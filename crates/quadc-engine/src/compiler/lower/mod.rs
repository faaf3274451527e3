//! AST to IR Lowering
//!
//! Converts the checked AST into quads, one flat list per function, and
//! hands each finished list to the CFG builder.
//!
//! Lowering trusts the checker: every expression has a type and every name
//! a symbol in the [`Analysis`]. A missing entry is a [`LowerError::Internal`].

pub mod control_flow;
mod expr;
mod stmt;

pub use control_flow::{IfLabels, LabelMaker, LoopLabels};
pub use expr::LValue;

use crate::compiler::cfg::{build_function_cfg, CfgError};
use crate::compiler::ir::{IrFunction, IrModule, Operand, Quad, QuadId, QuadList, QuadOp};
use crate::parser::ast::{self, Expression, NodeId};
use crate::parser::checker::{Analysis, ScopeId, SymbolId, SymbolTable};
use crate::parser::{Interner, Span, TypeContext, TypeId};
use log::debug;
use thiserror::Error;

/// Lowering errors
#[derive(Debug, Error, Clone, PartialEq)]
pub enum LowerError {
    /// Assignment target, `&` operand or `++`/`--` operand without storage
    #[error("expression is not assignable")]
    NotAnLvalue { span: Span },

    /// Construct the checker accepts but lowering does not cover
    #[error("lowering of {construct} is not implemented")]
    Unimplemented { construct: String, span: Span },

    #[error("internal lowering error: {message}")]
    Internal { message: String },

    #[error(transparent)]
    Cfg(#[from] CfgError),
}

impl LowerError {
    pub fn span(&self) -> Option<Span> {
        match self {
            LowerError::NotAnLvalue { span } | LowerError::Unimplemented { span, .. } => Some(*span),
            LowerError::Internal { .. } | LowerError::Cfg(_) => None,
        }
    }

    pub fn code(&self) -> &'static str {
        match self {
            LowerError::NotAnLvalue { .. } => "E3001",
            LowerError::Unimplemented { .. } => "E3002",
            LowerError::Internal { .. } => "E3003",
            LowerError::Cfg(_) => "E3004",
        }
    }

    fn internal(message: impl Into<String>) -> Self {
        LowerError::Internal {
            message: message.into(),
        }
    }
}

/// Lowering configuration
#[derive(Debug, Clone, Copy, PartialEq, Eq)]
pub struct LowerOptions {
    /// Append a return when the body does not end in one
    pub implicit_return: bool,
    /// Partition each function into basic blocks
    pub build_cfg: bool,
}

impl Default for LowerOptions {
    fn default() -> Self {
        Self {
            implicit_return: true,
            build_cfg: true,
        }
    }
}

/// Lowers one checked program
pub struct Lowerer<'a> {
    interner: &'a Interner,
    types: &'a TypeContext,
    /// Receives the temporaries lowering allocates
    symbols: &'a mut SymbolTable,
    analysis: &'a Analysis,
    options: LowerOptions,
    labels: LabelMaker,
    /// Quads of the function being lowered
    quads: QuadList,
    /// Innermost scope, owner of new temporaries
    scope: ScopeId,
}

impl<'a> Lowerer<'a> {
    /// Create a new lowerer
    pub fn new(
        interner: &'a Interner,
        types: &'a TypeContext,
        symbols: &'a mut SymbolTable,
        analysis: &'a Analysis,
    ) -> Self {
        let scope = symbols.global_scope();
        Self {
            interner,
            types,
            symbols,
            analysis,
            options: LowerOptions::default(),
            labels: LabelMaker::new(),
            quads: QuadList::new(),
            scope,
        }
    }

    /// Set lowering options
    pub fn with_options(mut self, options: LowerOptions) -> Self {
        self.options = options;
        self
    }

    /// Lower a whole program: globals first, then functions, each in source order
    pub fn lower_program(mut self, program: &ast::Program) -> Result<IrModule, LowerError> {
        let mut module = IrModule::new();

        for item in &program.items {
            if let ast::Item::Global(decl) = item {
                self.lower_global(decl, &mut module)?;
            }
        }

        for func in program.functions() {
            if let Some(ir) = self.lower_function(func)? {
                module.add_function(ir);
            }
        }

        debug!(
            "lowered {} function(s), {} label(s), {} temporaries",
            module.function_count(),
            self.labels.count(),
            self.symbols.temp_count()
        );
        Ok(module)
    }

    fn lower_global(&mut self, decl: &ast::VarDecl, module: &mut IrModule) -> Result<(), LowerError> {
        for d in &decl.declarators {
            let sym = self.binding(d.id)?;
            let init = self.analysis.constant(d.id).map(|value| {
                let width = self.types.const_width(self.symbols.get(sym).ty);
                Operand::int(value, width)
            });
            module.add_global(Quad::global(sym, init));
        }
        Ok(())
    }

    /// Lower a function definition. Prototypes produce no IR.
    fn lower_function(&mut self, func: &ast::FunctionDecl) -> Result<Option<IrFunction>, LowerError> {
        let body = match &func.body {
            Some(body) => body,
            None => return Ok(None),
        };

        let name = self.interner.resolve(func.name.name);
        let symbol = self.binding(func.id)?;
        let scope = self
            .analysis
            .scope_of(func.id)
            .ok_or_else(|| LowerError::internal(format!("function '{}' has no scope", name)))?;
        let params = func
            .params
            .iter()
            .map(|p| self.binding(p.id))
            .collect::<Result<Vec<_>, _>>()?;
        let return_ty = self
            .types
            .function_signature(self.symbols.get(symbol).ty)
            .map(|sig| sig.ret)
            .ok_or_else(|| LowerError::internal(format!("'{}' has no function type", name)))?;

        self.quads = QuadList::new();
        self.scope = scope;
        self.emit(Quad::enter(symbol));

        for stmt in &body.statements {
            self.lower_statement(stmt)?;
        }

        if self.options.implicit_return && !self.ends_with(&[QuadOp::Return]) {
            let value = if self.types.is_void(return_ty) {
                None
            } else {
                Some(Operand::int(0, self.types.const_width(return_ty)))
            };
            self.emit(Quad::ret(value));
        }

        self.scope = self.symbols.global_scope();

        let mut ir = IrFunction::new(name, symbol, params, return_ty, scope);
        ir.quads = std::mem::take(&mut self.quads);
        debug!("lowered function '{}': {} quads", name, ir.quad_count());

        if self.options.build_cfg {
            build_function_cfg(&mut ir)?;
        }
        Ok(Some(ir))
    }

    // ========================================================================
    // Helpers
    // ========================================================================

    fn emit(&mut self, quad: Quad) -> QuadId {
        self.quads.push(quad)
    }

    /// Whether the last emitted quad has one of `ops`
    fn ends_with(&self, ops: &[QuadOp]) -> bool {
        self.quads.last().is_some_and(|q| ops.contains(&q.op))
    }

    fn new_temp(&mut self, ty: TypeId) -> SymbolId {
        self.symbols.new_temp(self.scope, ty)
    }

    fn binding(&self, id: NodeId) -> Result<SymbolId, LowerError> {
        self.analysis
            .binding(id)
            .ok_or_else(|| LowerError::internal(format!("node {} has no symbol", id.0)))
    }

    /// Type of an expression as the checker computed it, before coercion
    fn type_of(&self, expr: &Expression) -> Result<TypeId, LowerError> {
        self.analysis.type_of(expr.id).ok_or_else(|| {
            LowerError::internal(format!("expression at {} has no type", expr.span))
        })
    }

    /// Type of an expression's value after any coercion
    fn value_type(&self, expr: &Expression) -> Result<TypeId, LowerError> {
        match self.analysis.coercion(expr.id) {
            Some(coercion) => Ok(coercion.to),
            None => self.type_of(expr),
        }
    }
}

#[cfg(test)]
mod tests {
    use super::*;
    use crate::compiler::ir::{PrettyPrint, PrintContext};
    use crate::parser::{Parser, TypeChecker};

    fn lower_with(source: &str, options: LowerOptions) -> Result<String, LowerError> {
        let (program, interner) = Parser::new(source).unwrap().parse().unwrap();
        let mut checked = TypeChecker::new(&interner).check(&program).unwrap();
        let module = Lowerer::new(&interner, &checked.types, &mut checked.symbols, &checked.analysis)
            .with_options(options)
            .lower_program(&program)?;
        let ctx = PrintContext::new(&checked.symbols, &checked.types);
        Ok(module.pretty_print(&ctx))
    }

    fn lower(source: &str) -> String {
        lower_with(source, LowerOptions::default()).unwrap()
    }

    #[test]
    fn test_lower_literal_sum() {
        let expected = "\
fn f() -> int {
  enter f
  _t0 = 1
  _t1 = 2
  _t2 = _t0 + _t1
  return _t2
}
";
        assert_eq!(lower("int f() { return 1 + 2; }"), expected);
    }

    #[test]
    fn test_globals_come_first() {
        let out = lower("int g = 5; int f() { return g; } char c = -1, *p;");
        assert!(out.starts_with("global g = 5\nglobal c = -1\nglobal p\n\nfn f() -> int {\n"));
    }

    #[test]
    fn test_prototypes_produce_no_ir() {
        let out = lower("extern int puts(char *s); int main() { puts(\"hi\"); return 0; }");
        assert!(!out.contains("fn puts"));
        assert!(out.contains("_t0 = string \"hi\""));
        assert!(out.contains("param _t0"));
        assert!(out.contains("_t1 = call puts, 1"));
    }

    #[test]
    fn test_implicit_return() {
        let out = lower("void f() { } int g() { } char *h() { }");
        assert!(out.contains("fn f() -> void {\n  enter f\n  return\n}"));
        assert!(out.contains("fn g() -> int {\n  enter g\n  return 0\n}"));
        assert!(out.contains("fn h() -> char* {\n  enter h\n  return 0\n}"));

        let options = LowerOptions {
            implicit_return: false,
            build_cfg: false,
        };
        let out = lower_with("void f() { }", options).unwrap();
        assert_eq!(out, "fn f() -> void {\n  enter f\n}\n");
    }

    #[test]
    fn test_errors() {
        let err = lower_with("int f() { 1 = 2; return 0; }", LowerOptions::default()).unwrap_err();
        assert!(matches!(err, LowerError::NotAnLvalue { .. }));
        assert_eq!(err.code(), "E3001");

        let err = lower_with("int f(int *a, int *b) { return a - b; }", LowerOptions::default())
            .unwrap_err();
        assert!(matches!(err, LowerError::Unimplemented { .. }));
        assert!(err.span().is_some());
    }
}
_ _ _
Copy every line of the data where "None" is found.

            LowerError::Internal { .. } | LowerError::Cfg(_) => None,
            None => return Ok(None),
                None
            None => self.type_of(expr),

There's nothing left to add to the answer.